Although three-dimensional (3D) turbo spin echo (TSE) with variable flip angles has proven to be useful for intracranial vessel wall imaging, it is associated with inadequate suppression of cerebrospinal fluid (CSF) signals and limited spatial coverage at 3 Tesla (T). This work aimed to modify the sequence and develop a protocol to achieve whole-brain, CSF-attenuated T₁ -weighted vessel wall imaging.

Methods

Nonselective excitation and a flip-down radiofrequency pulse module were incorporated into a commercial 3D TSE sequence. A protocol based on the sequence was designed to achieve T₁ -weighted vessel wall imaging with whole-brain spatial coverage, enhanced CSF-signal suppression, and isotropic 0.5-mm resolution.
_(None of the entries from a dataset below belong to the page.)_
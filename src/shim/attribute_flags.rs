//! Sealed / frozen / non-extensible markers.

use std::collections::HashSet;

use crate::shim::identity::ObjectIdentity;

#[derive(Debug, Clone, Copy, PartialEq, Eq)]
pub enum AttributeFlag {
    Sealed,
    Frozen,
    NonExtensible,
}

/// Three independent identity sets. There is no way to clear a flag; an
/// identity only leaves a set when it is swept after its object died.
#[derive(Default)]
pub struct AttributeFlags {
    sealed: HashSet<ObjectIdentity>,
    frozen: HashSet<ObjectIdentity>,
    non_extensible: HashSet<ObjectIdentity>,
}

impl AttributeFlags {
    pub fn new() -> Self {
        Self::default()
    }

    fn set_for(&self, flag: AttributeFlag) -> &HashSet<ObjectIdentity> {
        match flag {
            AttributeFlag::Sealed => &self.sealed,
            AttributeFlag::Frozen => &self.frozen,
            AttributeFlag::NonExtensible => &self.non_extensible,
        }
    }

    /// Returns `true` if the flag was not already set.
    pub fn insert(&mut self, flag: AttributeFlag, id: ObjectIdentity) -> bool {
        match flag {
            AttributeFlag::Sealed => self.sealed.insert(id),
            AttributeFlag::Frozen => self.frozen.insert(id),
            AttributeFlag::NonExtensible => self.non_extensible.insert(id),
        }
    }

    pub fn contains(&self, flag: AttributeFlag, id: ObjectIdentity) -> bool {
        self.set_for(flag).contains(&id)
    }

    pub(crate) fn forget(&mut self, id: ObjectIdentity) {
        self.sealed.remove(&id);
        self.frozen.remove(&id);
        self.non_extensible.remove(&id);
    }
}
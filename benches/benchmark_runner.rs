/// Benchmark runner for the descriptor layer.
///
/// Compares a modern host against a legacy one on the same workloads.

extern crate propshim;

use propshim::ds::object::new_object;
use propshim::ds::object_property::PropertyDescriptorSetter;
use propshim::ds::value::JsValue;
use propshim::shim::{HostConfig, ObjectRegistry};
use std::time::{Duration, Instant};

type Workload = fn(&mut ObjectRegistry, usize) -> usize;

/// Run a workload and return the execution time.
fn run_benchmark(config: &HostConfig, work: Workload, size: usize, iterations: u32) -> Duration {
    let start = Instant::now();

    for _ in 0..iterations {
        let mut registry = ObjectRegistry::new(config.clone());
        let _ = work(&mut registry, size);
    }

    start.elapsed()
}

fn prop_name(i: usize) -> String {
    format!("p{}", i)
}

// ============================================================================
// Workloads
// ============================================================================

fn define_data(registry: &mut ObjectRegistry, size: usize) -> usize {
    let o = JsValue::Object(new_object());
    for i in 0..size {
        let setter = PropertyDescriptorSetter::data(JsValue::int(i as i64)).with_enumerable(i % 2 == 0);
        let _ = registry.define_property(&o, &prop_name(i), setter);
    }
    registry.keys(&o).map(|k| k.len()).unwrap_or(0)
}

fn define_batch(registry: &mut ObjectRegistry, size: usize) -> usize {
    let o = JsValue::Object(new_object());
    let map = (0..size)
        .map(|i| (prop_name(i), PropertyDescriptorSetter::open_data(JsValue::int(i as i64))))
        .collect();
    let _ = registry.define_properties(&o, map);
    registry.list_own_property_names(&o).map(|n| n.len()).unwrap_or(0)
}

fn read_descriptors(registry: &mut ObjectRegistry, size: usize) -> usize {
    let o = JsValue::Object(new_object());
    for i in 0..size {
        let _ = registry.put(&o, &prop_name(i), JsValue::int(i as i64));
    }
    let mut found = 0;
    for i in 0..size {
        if let Ok(Some(_)) = registry.get_descriptor(&o, &prop_name(i)) {
            found += 1;
        }
    }
    found
}

fn prototype_chain(registry: &mut ObjectRegistry, size: usize) -> usize {
    let mut current = JsValue::Null;
    for _ in 0..size {
        match registry.create_with_prototype(&current, None) {
            Ok(o) => current = JsValue::Object(o),
            Err(_) => return 0,
        }
    }
    let _ = registry.put(&current, "leaf", JsValue::Boolean(true));
    let mut depth = 0;
    let mut cursor = registry.prototype_of(&current).ok().flatten();
    while let Some(p) = cursor {
        depth += 1;
        cursor = registry.prototype_of(&JsValue::Object(p)).ok().flatten();
    }
    depth
}

fn freeze_many(registry: &mut ObjectRegistry, size: usize) -> usize {
    let mut frozen = 0;
    for i in 0..size {
        let o = JsValue::Object(new_object());
        let _ = registry.put(&o, "v", JsValue::int(i as i64));
        let _ = registry.freeze(&o);
        if registry.is_frozen(&o).unwrap_or(false) {
            frozen += 1;
        }
    }
    registry.sweep();
    frozen
}

fn main() {
    println!("=======================================================");
    println!("  Descriptor Layer Benchmarks");
    println!("=======================================================\n");

    let benchmarks: Vec<(&str, Workload, usize, u32)> = vec![
        ("defineProperty (200)", define_data as Workload, 200, 200),
        ("defineProperties (200)", define_batch as Workload, 200, 200),
        ("getDescriptor (500)", read_descriptors as Workload, 500, 100),
        ("create chain (100)", prototype_chain as Workload, 100, 200),
        ("freeze + sweep (500)", freeze_many as Workload, 500, 50),
    ];

    let modern = HostConfig::modern();
    let legacy = HostConfig::legacy();

    println!("{:<30} {:>14} {:>14} {:>10}", "Benchmark", "Modern", "Legacy", "Ratio");
    println!("{}", "-".repeat(70));

    let mut total_modern = Duration::ZERO;
    let mut total_legacy = Duration::ZERO;

    for (name, work, size, iterations) in &benchmarks {
        let modern_dur = run_benchmark(&modern, *work, *size, *iterations);
        let legacy_dur = run_benchmark(&legacy, *work, *size, *iterations);
        total_modern += modern_dur;
        total_legacy += legacy_dur;

        let ratio = legacy_dur.as_secs_f64() / modern_dur.as_secs_f64();

        println!(
            "{:<30} {:>12.2?} {:>12.2?} {:>9.2}x",
            name, modern_dur, legacy_dur, ratio
        );
    }

    println!("{}", "-".repeat(70));
    let total_ratio = total_legacy.as_secs_f64() / total_modern.as_secs_f64();
    println!(
        "{:<30} {:>12.2?} {:>12.2?} {:>9.2}x",
        "TOTAL", total_modern, total_legacy, total_ratio
    );

    // Verify correctness
    println!("\n=======================================================");
    println!("  Correctness Verification");
    println!("=======================================================\n");

    let verifications: Vec<(&str, Workload, usize, usize)> = vec![
        ("Enumerable keys", define_data as Workload, 200, 100),
        ("Batch names", define_batch as Workload, 200, 200),
        ("Descriptors found", read_descriptors as Workload, 500, 500),
        ("Chain depth", prototype_chain as Workload, 100, 99),
        ("Frozen", freeze_many as Workload, 500, 500),
    ];

    println!("{:<20} {:>12} {:>12} {:>12}", "Test", "Expected", "Modern", "Legacy");
    println!("{}", "-".repeat(58));

    for (name, work, size, expected) in verifications {
        let modern_val = work(&mut ObjectRegistry::new(modern.clone()), size);
        let legacy_val = work(&mut ObjectRegistry::new(legacy.clone()), size);

        let m_status = if modern_val == expected { "✓" } else { "✗" };
        let l_status = if legacy_val == expected { "✓" } else { "✗" };
        println!(
            "{:<20} {:>12} {:>4} {:>7} {:>4} {:>7}",
            name, expected, m_status, modern_val, l_status, legacy_val
        );
    }
}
Human volunteer and pilot patient studies were performed to qualitatively and quantitatively demonstrate the advantages of the sequence.

Results

Compared with the original sequence, the modified sequence significantly improved the T₁ -weighted image contrast score (2.07 ± 0.19 versus 3.00 ± 0.00, P = 0.011), vessel wall-to-CSF contrast ratio (0.14 ± 0.16 versus 0.52 ± 0.30, P = 0.007) and contrast-to-noise ratio (1.69 ± 2.18 versus 4.26 ± 2.30, P = 0.022). Significant improvement in vessel wall outer boundary sharpness was observed in several major arterial segments.

Conclusions

The new 3D TSE sequence allows for high-quality T₁ -weighted intracranial vessel wall imaging at 3 T. It may potentially aid in depicting small arteries and revealing T₁ -mediated high-signal wall abnormalities. Magn Reson Med 77:1142-1150, 2017. © 2016 International Society for Magnetic Resonance in Medicine.